> [PROBLEM STATEMENT]
Only lines that contain the word "tables" belong in the answer; copy them from the records below.

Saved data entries
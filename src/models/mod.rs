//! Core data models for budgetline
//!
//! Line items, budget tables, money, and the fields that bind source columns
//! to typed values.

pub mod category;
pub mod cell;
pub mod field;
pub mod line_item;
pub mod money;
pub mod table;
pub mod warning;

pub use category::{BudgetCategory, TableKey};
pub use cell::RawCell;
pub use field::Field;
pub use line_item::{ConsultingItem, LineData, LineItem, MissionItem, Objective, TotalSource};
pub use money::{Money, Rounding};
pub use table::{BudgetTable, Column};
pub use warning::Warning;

...

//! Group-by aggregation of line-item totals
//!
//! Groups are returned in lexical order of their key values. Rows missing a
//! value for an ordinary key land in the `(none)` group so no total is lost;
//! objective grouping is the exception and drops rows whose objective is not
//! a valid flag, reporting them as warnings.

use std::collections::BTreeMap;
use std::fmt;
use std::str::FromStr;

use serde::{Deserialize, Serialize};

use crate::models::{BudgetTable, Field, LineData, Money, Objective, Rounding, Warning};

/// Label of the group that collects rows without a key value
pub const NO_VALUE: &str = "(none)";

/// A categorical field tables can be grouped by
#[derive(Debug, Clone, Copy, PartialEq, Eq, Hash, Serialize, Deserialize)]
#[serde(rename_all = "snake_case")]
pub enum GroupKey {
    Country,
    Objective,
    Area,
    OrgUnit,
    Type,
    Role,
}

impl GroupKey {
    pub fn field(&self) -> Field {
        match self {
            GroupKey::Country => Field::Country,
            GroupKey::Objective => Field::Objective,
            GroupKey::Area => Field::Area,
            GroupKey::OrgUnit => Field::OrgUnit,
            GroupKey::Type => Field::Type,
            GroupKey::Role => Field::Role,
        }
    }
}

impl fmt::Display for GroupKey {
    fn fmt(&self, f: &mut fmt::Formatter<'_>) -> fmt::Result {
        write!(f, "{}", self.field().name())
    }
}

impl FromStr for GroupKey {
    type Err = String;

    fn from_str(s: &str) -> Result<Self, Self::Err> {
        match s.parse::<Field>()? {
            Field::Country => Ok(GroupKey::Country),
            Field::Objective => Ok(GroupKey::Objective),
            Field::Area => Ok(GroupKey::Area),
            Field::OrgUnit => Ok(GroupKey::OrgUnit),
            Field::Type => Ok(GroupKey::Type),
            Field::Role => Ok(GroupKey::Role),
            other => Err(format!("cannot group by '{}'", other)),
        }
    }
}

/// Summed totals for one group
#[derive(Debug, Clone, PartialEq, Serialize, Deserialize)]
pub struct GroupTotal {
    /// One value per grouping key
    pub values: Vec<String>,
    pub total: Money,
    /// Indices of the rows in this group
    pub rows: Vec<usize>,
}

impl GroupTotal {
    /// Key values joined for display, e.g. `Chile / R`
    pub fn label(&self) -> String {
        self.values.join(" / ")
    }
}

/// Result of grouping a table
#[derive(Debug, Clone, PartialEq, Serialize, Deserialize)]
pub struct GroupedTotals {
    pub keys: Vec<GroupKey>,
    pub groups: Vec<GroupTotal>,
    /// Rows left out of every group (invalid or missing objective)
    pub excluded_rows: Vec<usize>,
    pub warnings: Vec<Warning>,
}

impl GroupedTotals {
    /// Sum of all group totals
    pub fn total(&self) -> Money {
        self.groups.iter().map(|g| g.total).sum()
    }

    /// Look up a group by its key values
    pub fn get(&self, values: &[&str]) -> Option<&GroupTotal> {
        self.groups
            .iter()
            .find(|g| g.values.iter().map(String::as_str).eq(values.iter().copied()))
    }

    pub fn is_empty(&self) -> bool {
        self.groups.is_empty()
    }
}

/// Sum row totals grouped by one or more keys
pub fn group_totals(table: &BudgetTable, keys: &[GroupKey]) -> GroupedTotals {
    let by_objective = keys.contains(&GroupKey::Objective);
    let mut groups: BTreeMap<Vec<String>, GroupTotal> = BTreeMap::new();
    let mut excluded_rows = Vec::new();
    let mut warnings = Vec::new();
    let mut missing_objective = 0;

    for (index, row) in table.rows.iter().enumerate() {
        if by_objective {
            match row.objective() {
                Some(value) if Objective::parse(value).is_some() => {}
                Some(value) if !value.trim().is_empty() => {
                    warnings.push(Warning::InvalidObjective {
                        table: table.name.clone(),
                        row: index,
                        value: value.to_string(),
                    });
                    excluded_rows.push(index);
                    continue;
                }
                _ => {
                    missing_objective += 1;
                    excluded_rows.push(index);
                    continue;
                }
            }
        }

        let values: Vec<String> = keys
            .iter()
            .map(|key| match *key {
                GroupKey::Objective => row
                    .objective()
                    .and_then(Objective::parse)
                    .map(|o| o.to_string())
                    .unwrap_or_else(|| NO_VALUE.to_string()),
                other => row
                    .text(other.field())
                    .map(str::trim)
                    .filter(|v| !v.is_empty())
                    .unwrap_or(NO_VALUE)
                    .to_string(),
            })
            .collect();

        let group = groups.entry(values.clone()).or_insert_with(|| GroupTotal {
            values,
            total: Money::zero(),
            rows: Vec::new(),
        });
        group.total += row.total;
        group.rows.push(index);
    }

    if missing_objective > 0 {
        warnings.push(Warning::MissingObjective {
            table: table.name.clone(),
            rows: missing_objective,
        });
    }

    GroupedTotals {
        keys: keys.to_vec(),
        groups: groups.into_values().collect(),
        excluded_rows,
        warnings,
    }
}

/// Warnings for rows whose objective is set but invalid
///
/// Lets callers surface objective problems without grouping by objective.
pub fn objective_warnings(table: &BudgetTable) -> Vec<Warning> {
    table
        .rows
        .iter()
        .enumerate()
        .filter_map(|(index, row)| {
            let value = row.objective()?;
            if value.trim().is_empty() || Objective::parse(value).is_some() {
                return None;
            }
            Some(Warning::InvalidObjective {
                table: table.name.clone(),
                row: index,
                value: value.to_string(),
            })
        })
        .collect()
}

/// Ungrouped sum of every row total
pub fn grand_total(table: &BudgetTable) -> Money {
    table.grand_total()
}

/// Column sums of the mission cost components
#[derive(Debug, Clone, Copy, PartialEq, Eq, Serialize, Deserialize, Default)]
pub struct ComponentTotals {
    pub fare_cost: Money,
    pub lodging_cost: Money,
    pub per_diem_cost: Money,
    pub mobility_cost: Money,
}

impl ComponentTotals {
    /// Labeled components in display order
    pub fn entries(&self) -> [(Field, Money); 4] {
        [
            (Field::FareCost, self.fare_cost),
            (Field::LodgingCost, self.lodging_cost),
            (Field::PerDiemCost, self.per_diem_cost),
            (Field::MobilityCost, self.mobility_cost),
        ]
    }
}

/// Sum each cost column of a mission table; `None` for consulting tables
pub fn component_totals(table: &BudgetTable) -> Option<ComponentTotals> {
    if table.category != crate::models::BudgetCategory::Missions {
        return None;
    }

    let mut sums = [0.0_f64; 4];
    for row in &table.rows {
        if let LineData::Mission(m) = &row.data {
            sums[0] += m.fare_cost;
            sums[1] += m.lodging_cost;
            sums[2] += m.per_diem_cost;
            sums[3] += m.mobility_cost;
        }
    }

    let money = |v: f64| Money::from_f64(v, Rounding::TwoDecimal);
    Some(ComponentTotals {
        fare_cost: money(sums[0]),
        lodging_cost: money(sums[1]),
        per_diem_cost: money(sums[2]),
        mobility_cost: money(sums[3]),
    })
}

> [SOLVED PROBLEM]
//! Line items, budget tables, money, and the fields that bind source columns
/// A categorical field tables can be grouped by
/// Sum each cost column of a mission table; `None` for consulting tables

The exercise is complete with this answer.